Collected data

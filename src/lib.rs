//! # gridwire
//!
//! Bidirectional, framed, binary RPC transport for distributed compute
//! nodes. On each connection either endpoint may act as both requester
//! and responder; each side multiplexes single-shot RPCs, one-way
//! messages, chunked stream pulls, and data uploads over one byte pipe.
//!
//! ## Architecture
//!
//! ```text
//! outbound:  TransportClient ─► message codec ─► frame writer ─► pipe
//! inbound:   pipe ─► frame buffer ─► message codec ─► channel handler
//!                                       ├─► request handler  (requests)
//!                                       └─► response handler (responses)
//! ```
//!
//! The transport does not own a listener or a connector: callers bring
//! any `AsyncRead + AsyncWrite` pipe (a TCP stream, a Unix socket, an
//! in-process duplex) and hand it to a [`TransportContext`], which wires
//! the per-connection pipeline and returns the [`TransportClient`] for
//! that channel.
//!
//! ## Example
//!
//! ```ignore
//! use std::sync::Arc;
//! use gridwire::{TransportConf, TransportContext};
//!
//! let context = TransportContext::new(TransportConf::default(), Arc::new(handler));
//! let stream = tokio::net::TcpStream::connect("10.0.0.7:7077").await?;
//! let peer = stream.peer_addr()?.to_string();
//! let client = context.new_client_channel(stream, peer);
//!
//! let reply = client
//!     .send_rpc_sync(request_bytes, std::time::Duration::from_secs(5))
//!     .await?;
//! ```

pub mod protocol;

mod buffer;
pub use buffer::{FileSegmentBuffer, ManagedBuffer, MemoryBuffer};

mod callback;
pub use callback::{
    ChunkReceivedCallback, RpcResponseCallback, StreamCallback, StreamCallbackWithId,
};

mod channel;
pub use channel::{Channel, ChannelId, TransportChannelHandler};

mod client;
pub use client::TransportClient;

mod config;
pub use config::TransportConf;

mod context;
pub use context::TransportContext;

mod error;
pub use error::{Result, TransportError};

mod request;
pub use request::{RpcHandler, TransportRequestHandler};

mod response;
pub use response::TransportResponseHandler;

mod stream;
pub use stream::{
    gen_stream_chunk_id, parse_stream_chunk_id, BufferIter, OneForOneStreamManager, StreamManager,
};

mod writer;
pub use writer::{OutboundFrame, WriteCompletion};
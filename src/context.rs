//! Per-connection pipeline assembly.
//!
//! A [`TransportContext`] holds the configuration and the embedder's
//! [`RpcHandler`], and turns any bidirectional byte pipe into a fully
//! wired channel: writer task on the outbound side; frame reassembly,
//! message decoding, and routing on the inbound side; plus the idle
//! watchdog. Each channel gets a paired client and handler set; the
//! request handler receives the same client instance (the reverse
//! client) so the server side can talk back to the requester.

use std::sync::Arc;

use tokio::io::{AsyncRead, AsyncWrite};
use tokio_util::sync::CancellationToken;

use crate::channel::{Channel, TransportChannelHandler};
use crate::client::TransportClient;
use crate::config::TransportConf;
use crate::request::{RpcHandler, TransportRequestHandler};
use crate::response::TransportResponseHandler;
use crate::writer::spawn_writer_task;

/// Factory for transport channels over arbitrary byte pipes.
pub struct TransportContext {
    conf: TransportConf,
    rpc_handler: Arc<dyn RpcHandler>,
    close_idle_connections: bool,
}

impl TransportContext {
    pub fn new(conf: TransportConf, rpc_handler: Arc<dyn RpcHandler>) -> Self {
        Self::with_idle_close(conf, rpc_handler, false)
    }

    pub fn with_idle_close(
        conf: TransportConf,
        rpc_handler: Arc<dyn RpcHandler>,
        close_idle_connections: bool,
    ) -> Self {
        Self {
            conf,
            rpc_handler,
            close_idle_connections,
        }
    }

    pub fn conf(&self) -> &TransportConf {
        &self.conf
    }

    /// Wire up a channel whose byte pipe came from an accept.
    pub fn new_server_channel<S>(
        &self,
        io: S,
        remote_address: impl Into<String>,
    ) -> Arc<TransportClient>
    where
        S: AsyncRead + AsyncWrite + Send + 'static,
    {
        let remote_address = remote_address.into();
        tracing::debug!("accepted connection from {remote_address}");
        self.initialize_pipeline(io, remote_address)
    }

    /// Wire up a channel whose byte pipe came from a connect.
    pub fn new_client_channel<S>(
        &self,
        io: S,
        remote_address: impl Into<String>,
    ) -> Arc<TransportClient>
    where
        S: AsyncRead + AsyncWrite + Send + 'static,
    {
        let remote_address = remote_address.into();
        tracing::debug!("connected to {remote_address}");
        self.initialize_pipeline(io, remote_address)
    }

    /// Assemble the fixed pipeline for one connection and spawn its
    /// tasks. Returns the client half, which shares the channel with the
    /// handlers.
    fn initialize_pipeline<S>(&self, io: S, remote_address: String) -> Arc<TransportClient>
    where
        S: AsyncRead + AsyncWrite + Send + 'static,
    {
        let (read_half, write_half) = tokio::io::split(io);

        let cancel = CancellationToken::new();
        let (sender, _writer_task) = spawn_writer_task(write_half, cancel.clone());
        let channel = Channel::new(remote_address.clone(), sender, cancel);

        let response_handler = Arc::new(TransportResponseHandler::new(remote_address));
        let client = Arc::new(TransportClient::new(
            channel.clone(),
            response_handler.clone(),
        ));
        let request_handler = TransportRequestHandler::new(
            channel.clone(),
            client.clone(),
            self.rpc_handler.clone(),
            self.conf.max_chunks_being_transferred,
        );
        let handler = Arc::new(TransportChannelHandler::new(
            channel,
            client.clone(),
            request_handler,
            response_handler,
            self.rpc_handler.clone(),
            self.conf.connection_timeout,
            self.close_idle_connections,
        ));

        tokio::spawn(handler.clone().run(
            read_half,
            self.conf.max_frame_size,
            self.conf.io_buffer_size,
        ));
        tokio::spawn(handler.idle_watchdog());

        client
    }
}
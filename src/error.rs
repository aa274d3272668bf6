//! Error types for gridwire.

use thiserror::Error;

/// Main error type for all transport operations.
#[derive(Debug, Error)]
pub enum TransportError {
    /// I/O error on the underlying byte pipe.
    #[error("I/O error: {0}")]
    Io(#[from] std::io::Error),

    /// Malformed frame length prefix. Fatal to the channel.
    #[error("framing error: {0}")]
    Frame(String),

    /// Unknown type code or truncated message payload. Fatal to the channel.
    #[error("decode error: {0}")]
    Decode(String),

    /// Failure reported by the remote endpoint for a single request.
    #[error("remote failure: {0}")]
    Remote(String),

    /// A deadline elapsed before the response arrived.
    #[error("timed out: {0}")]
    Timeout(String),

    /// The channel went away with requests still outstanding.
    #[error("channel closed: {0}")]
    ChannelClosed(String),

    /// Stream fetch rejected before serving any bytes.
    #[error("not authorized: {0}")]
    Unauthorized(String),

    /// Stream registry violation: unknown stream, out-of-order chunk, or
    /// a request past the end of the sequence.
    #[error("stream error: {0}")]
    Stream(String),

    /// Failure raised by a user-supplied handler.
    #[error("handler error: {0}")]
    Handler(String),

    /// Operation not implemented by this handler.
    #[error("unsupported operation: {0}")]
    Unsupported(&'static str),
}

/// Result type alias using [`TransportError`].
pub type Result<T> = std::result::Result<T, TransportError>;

→ Work to complete:
Go through the records and set every one down exactly.

→ Response:
filename src/lib.rs
//! # gridwire
//!
//! Bidirectional, framed, binary RPC transport for distributed compute
//! nodes. On each connection either endpoint may act as both requester
//! and responder; each side multiplexes single-shot RPCs, one-way
//! messages, chunked stream pulls, and data uploads over one byte pipe.
//!
//! ## Architecture
//!
//! ```text
//! outbound:  TransportClient ─► message codec ─► frame writer ─► pipe
//! inbound:   pipe ─► frame buffer ─► message codec ─► channel handler
//!                                       ├─► request handler  (requests)
//!                                       └─► response handler (responses)
//! ```
//!
//! The transport does not own a listener or a connector: callers bring
//! any `AsyncRead + AsyncWrite` pipe (a TCP stream, a Unix socket, an
//! in-process duplex) and hand it to a [`TransportContext`], which wires
//! the per-connection pipeline and returns the [`TransportClient`] for
//! that channel.
//!
//! ## Example
//!
//! ```ignore
//! use std::sync::Arc;
//! use gridwire::{TransportConf, TransportContext};
//!
//! let context = TransportContext::new(TransportConf::default(), Arc::new(handler));
//! let stream = tokio::net::TcpStream::connect("10.0.0.7:7077").await?;
//! let peer = stream.peer_addr()?.to_string();
//! let client = context.new_client_channel(stream, peer);
//!
//! let reply = client
//!     .send_rpc_sync(request_bytes, std::time::Duration::from_secs(5))
//!     .await?;
//! ```

pub mod protocol;

mod buffer;
pub use buffer::{FileSegmentBuffer, ManagedBuffer, MemoryBuffer};

mod callback;
pub use callback::{
    ChunkReceivedCallback, RpcResponseCallback, StreamCallback, StreamCallbackWithId,
};

mod channel;
pub use channel::{Channel, ChannelId, TransportChannelHandler};

mod client;
pub use client::TransportClient;

mod config;
pub use config::TransportConf;

mod context;
pub use context::TransportContext;

mod error;
pub use error::{Result, TransportError};

mod request;
pub use request::{RpcHandler, TransportRequestHandler};

mod response;
pub use response::TransportResponseHandler;

mod stream;
pub use stream::{
    gen_stream_chunk_id, parse_stream_chunk_id, BufferIter, OneForOneStreamManager, StreamManager,
};

mod writer;
pub use writer::{OutboundFrame, WriteCompletion};
filename src/context.rs
//! Per-connection pipeline assembly.
//!
//! A [`TransportContext`] holds the configuration and the embedder's
//! [`RpcHandler`], and turns any bidirectional byte pipe into a fully
//! wired channel: writer task on the outbound side; frame reassembly,
//! message decoding, and routing on the inbound side; plus the idle
//! watchdog. Each channel gets a paired client and handler set; the
//! request handler receives the same client instance (the reverse
//! client) so the server side can talk back to the requester.

use std::sync::Arc;

use tokio::io::{AsyncRead, AsyncWrite};
use tokio_util::sync::CancellationToken;

use crate::channel::{Channel, TransportChannelHandler};
use crate::client::TransportClient;
use crate::config::TransportConf;
use crate::request::{RpcHandler, TransportRequestHandler};
use crate::response::TransportResponseHandler;
use crate::writer::spawn_writer_task;

/// Factory for transport channels over arbitrary byte pipes.
pub struct TransportContext {
    conf: TransportConf,
    rpc_handler: Arc<dyn RpcHandler>,
    close_idle_connections: bool,
}

impl TransportContext {
    pub fn new(conf: TransportConf, rpc_handler: Arc<dyn RpcHandler>) -> Self {
        Self::with_idle_close(conf, rpc_handler, false)
    }

    pub fn with_idle_close(
        conf: TransportConf,
        rpc_handler: Arc<dyn RpcHandler>,
        close_idle_connections: bool,
    ) -> Self {
        Self {
            conf,
            rpc_handler,
            close_idle_connections,
        }
    }

    pub fn conf(&self) -> &TransportConf {
        &self.conf
    }

    /// Wire up a channel whose byte pipe came from an accept.
    pub fn new_server_channel<S>(
        &self,
        io: S,
        remote_address: impl Into<String>,
    ) -> Arc<TransportClient>
    where
        S: AsyncRead + AsyncWrite + Send + 'static,
    {
        let remote_address = remote_address.into();
        tracing::debug!("accepted connection from {remote_address}");
        self.initialize_pipeline(io, remote_address)
    }

    /// Wire up a channel whose byte pipe came from a connect.
    pub fn new_client_channel<S>(
        &self,
        io: S,
        remote_address: impl Into<String>,
    ) -> Arc<TransportClient>
    where
        S: AsyncRead + AsyncWrite + Send + 'static,
    {
        let remote_address = remote_address.into();
        tracing::debug!("connected to {remote_address}");
        self.initialize_pipeline(io, remote_address)
    }

    /// Assemble the fixed pipeline for one connection and spawn its
    /// tasks. Returns the client half, which shares the channel with the
    /// handlers.
    fn initialize_pipeline<S>(&self, io: S, remote_address: String) -> Arc<TransportClient>
    where
        S: AsyncRead + AsyncWrite + Send + 'static,
    {
        let (read_half, write_half) = tokio::io::split(io);

        let cancel = CancellationToken::new();
        let (sender, _writer_task) = spawn_writer_task(write_half, cancel.clone());
        let channel = Channel::new(remote_address.clone(), sender, cancel);

        let response_handler = Arc::new(TransportResponseHandler::new(remote_address));
        let client = Arc::new(TransportClient::new(
            channel.clone(),
            response_handler.clone(),
        ));
        let request_handler = TransportRequestHandler::new(
            channel.clone(),
            client.clone(),
            self.rpc_handler.clone(),
            self.conf.max_chunks_being_transferred,
        );
        let handler = Arc::new(TransportChannelHandler::new(
            channel,
            client.clone(),
            request_handler,
            response_handler,
            self.rpc_handler.clone(),
            self.conf.connection_timeout,
            self.close_idle_connections,
        ));

        tokio::spawn(handler.clone().run(
            read_half,
            self.conf.max_frame_size,
            self.conf.io_buffer_size,
        ));
        tokio::spawn(handler.idle_watchdog());

        client
    }
}
filename src/error.rs
repository aa274d3272668bf6
//! Error types for gridwire.

use thiserror::Error;

/// Main error type for all transport operations.
#[derive(Debug, Error)]
pub enum TransportError {
    /// I/O error on the underlying byte pipe.
    #[error("I/O error: {0}")]
    Io(#[from] std::io::Error),

    /// Malformed frame length prefix. Fatal to the channel.
    #[error("framing error: {0}")]
    Frame(String),

    /// Unknown type code or truncated message payload. Fatal to the channel.
    #[error("decode error: {0}")]
    Decode(String),

    /// Failure reported by the remote endpoint for a single request.
    #[error("remote failure: {0}")]
    Remote(String),

    /// A deadline elapsed before the response arrived.
    #[error("timed out: {0}")]
    Timeout(String),

    /// The channel went away with requests still outstanding.
    #[error("channel closed: {0}")]
    ChannelClosed(String),

    /// Stream fetch rejected before serving any bytes.
    #[error("not authorized: {0}")]
    Unauthorized(String),

    /// Stream registry violation: unknown stream, out-of-order chunk, or
    /// a request past the end of the sequence.
    #[error("stream error: {0}")]
    Stream(String),

    /// Failure raised by a user-supplied handler.
    #[error("handler error: {0}")]
    Handler(String),

    /// Operation not implemented by this handler.
    #[error("unsupported operation: {0}")]
    Unsupported(&'static str),
}

/// Result type alias using [`TransportError`].
pub type Result<T> = std::result::Result<T, TransportError>;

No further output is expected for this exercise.